─── Information ───

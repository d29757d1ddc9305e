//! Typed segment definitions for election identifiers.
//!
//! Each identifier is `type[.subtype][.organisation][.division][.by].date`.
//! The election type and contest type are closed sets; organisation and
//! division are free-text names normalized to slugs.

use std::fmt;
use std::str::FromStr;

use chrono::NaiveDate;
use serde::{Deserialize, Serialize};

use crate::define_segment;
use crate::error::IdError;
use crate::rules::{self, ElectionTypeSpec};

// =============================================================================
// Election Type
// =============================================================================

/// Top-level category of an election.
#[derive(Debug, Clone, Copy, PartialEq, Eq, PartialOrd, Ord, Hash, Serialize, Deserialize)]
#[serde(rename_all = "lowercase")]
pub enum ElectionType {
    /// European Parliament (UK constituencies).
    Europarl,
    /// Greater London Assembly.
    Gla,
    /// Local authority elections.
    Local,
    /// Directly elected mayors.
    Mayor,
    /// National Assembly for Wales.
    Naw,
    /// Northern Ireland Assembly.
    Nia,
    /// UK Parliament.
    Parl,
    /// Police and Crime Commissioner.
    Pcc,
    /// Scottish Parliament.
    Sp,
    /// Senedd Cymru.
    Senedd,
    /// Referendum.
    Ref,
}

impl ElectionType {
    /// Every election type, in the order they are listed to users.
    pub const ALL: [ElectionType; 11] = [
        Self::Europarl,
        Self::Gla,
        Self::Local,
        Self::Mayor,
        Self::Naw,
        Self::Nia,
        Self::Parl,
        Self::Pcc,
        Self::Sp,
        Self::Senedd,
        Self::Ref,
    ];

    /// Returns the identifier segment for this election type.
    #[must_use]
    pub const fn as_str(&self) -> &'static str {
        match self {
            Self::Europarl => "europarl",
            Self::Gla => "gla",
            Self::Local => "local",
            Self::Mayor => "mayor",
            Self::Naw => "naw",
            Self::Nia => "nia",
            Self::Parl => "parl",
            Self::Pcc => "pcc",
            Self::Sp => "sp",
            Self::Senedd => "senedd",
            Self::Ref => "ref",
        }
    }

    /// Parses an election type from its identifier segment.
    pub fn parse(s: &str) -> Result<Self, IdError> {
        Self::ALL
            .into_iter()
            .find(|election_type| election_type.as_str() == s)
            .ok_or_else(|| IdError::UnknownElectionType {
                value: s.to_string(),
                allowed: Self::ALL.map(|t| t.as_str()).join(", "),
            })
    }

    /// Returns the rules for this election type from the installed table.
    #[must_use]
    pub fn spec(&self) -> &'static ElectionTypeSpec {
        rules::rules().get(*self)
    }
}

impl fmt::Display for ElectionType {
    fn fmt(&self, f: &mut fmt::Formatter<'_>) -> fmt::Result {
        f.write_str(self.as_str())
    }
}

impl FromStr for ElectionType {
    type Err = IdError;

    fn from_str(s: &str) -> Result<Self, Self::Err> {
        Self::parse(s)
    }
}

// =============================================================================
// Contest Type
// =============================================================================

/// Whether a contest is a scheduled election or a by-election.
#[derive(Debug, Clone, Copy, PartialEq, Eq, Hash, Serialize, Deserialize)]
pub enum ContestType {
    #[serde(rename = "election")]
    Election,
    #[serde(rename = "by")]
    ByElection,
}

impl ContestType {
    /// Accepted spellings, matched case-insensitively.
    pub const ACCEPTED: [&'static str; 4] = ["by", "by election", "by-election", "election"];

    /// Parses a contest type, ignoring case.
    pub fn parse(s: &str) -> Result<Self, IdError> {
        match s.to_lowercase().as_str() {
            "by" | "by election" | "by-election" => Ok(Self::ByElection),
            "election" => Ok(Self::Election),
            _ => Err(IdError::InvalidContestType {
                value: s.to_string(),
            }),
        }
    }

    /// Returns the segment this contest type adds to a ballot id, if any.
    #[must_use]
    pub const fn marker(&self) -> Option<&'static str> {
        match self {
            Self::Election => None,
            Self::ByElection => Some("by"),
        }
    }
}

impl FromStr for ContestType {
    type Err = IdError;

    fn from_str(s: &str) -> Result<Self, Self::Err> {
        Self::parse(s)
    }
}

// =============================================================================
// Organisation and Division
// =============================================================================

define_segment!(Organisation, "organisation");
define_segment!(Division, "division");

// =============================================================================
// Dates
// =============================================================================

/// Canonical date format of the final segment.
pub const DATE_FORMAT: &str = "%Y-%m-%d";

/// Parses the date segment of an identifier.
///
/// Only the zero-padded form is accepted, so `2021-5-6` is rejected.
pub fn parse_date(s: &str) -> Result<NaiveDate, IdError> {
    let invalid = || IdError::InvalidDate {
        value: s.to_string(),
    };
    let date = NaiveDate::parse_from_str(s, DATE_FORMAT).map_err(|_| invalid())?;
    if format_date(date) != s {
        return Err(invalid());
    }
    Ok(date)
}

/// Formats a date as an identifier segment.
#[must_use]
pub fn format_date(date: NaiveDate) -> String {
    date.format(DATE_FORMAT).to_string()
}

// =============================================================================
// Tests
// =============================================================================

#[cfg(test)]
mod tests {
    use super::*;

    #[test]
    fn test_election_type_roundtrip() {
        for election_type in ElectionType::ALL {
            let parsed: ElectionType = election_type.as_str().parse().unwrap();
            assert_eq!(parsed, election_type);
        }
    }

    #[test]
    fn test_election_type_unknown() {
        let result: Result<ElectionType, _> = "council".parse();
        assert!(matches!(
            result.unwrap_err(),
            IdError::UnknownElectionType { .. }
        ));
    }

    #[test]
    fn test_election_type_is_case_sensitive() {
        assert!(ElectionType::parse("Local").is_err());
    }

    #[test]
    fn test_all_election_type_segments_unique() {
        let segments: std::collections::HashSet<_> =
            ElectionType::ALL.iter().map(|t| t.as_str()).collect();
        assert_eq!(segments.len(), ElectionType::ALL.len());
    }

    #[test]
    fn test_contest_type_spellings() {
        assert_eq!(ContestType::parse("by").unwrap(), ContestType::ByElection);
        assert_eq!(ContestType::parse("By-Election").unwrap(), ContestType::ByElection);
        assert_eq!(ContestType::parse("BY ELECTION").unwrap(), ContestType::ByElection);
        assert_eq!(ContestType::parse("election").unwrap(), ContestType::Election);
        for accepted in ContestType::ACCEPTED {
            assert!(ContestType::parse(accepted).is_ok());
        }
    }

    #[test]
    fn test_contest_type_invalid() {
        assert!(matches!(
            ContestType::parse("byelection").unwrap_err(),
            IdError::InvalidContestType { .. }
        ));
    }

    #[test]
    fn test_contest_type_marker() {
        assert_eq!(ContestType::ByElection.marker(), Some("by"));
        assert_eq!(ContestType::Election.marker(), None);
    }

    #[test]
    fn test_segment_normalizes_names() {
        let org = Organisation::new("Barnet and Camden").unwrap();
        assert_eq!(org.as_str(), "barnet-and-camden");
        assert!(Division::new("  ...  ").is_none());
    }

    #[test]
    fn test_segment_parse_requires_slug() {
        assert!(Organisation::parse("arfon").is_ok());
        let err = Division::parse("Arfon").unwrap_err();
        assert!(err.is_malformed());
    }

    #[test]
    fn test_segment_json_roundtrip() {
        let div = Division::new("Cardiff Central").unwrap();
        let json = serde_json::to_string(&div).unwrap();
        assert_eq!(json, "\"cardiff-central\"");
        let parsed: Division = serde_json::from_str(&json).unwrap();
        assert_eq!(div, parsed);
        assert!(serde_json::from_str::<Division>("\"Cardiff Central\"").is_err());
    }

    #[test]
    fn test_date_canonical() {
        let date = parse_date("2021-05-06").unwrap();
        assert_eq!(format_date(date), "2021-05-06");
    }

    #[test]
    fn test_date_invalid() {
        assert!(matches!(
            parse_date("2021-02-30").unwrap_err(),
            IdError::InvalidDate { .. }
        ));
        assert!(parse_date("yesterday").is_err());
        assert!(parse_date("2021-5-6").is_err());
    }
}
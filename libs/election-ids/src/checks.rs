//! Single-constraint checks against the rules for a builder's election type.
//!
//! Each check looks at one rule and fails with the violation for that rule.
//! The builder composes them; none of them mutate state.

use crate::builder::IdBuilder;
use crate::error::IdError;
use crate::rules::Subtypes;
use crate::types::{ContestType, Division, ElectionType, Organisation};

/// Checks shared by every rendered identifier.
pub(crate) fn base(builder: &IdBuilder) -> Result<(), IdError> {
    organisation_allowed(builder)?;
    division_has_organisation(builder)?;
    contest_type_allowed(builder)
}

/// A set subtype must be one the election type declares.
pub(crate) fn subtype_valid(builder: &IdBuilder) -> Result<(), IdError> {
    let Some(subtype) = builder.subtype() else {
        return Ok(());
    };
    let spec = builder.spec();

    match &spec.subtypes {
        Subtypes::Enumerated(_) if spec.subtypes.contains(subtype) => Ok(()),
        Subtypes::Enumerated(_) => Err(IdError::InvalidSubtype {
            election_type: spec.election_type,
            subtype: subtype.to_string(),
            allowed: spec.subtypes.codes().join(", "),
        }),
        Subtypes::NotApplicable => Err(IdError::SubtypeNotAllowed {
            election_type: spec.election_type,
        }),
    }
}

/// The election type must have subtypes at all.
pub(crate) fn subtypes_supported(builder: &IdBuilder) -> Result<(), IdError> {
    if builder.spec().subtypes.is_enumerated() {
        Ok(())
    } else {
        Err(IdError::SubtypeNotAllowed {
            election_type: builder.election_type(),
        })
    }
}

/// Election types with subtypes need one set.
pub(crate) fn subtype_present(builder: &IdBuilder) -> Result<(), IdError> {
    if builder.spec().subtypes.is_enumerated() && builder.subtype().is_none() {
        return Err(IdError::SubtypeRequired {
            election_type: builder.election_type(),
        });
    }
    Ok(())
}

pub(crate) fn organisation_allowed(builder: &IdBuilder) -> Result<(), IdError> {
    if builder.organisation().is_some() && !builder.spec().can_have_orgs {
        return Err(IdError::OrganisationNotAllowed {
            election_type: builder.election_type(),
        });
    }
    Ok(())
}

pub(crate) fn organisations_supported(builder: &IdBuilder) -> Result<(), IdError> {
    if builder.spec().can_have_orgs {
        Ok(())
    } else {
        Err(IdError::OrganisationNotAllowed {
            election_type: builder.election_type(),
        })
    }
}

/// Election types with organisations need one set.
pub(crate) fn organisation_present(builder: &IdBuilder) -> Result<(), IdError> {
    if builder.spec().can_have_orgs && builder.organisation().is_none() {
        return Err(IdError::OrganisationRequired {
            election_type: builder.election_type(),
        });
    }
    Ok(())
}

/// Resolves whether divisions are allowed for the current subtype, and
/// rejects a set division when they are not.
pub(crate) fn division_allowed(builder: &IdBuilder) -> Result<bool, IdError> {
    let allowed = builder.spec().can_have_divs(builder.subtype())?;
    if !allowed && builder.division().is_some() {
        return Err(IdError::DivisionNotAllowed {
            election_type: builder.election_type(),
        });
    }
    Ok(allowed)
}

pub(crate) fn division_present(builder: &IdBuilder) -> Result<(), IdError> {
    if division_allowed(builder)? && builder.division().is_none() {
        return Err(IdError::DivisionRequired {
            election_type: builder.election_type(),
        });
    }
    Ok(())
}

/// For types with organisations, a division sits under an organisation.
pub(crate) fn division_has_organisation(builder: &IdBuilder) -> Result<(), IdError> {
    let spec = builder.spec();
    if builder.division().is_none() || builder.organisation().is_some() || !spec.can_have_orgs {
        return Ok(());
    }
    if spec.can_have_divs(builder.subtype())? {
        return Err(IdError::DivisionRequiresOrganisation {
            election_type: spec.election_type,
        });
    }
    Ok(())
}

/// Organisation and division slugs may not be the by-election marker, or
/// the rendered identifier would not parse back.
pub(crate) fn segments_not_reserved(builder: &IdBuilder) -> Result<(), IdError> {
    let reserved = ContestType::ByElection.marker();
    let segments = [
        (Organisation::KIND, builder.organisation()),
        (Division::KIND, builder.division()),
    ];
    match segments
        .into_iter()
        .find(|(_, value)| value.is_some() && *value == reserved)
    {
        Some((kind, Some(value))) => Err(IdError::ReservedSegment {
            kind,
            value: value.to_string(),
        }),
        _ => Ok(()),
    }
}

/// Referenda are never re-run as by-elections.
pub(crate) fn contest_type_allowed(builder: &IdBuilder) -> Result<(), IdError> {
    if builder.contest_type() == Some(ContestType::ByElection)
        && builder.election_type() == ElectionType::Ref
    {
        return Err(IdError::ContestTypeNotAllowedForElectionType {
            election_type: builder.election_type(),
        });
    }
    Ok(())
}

───

Reproduce, line for line, the material, starting at its first line, and end once the line holding "Assembly for Wales." has been output.

repository d29757d1ddc9305e
//! Typed segment definitions for election identifiers.
//!
//! Each identifier is `type[.subtype][.organisation][.division][.by].date`.
//! The election type and contest type are closed sets; organisation and
//! division are free-text names normalized to slugs.

use std::fmt;
use std::str::FromStr;

use chrono::NaiveDate;
use serde::{Deserialize, Serialize};

use crate::define_segment;
use crate::error::IdError;
use crate::rules::{self, ElectionTypeSpec};

// =============================================================================
// Election Type
// =============================================================================

/// Top-level category of an election.
#[derive(Debug, Clone, Copy, PartialEq, Eq, PartialOrd, Ord, Hash, Serialize, Deserialize)]
#[serde(rename_all = "lowercase")]
pub enum ElectionType {
    /// European Parliament (UK constituencies).
    Europarl,
    /// Greater London Assembly.
    Gla,
    /// Local authority elections.
    Local,
    /// Directly elected mayors.
    Mayor,
    /// National Assembly for Wales.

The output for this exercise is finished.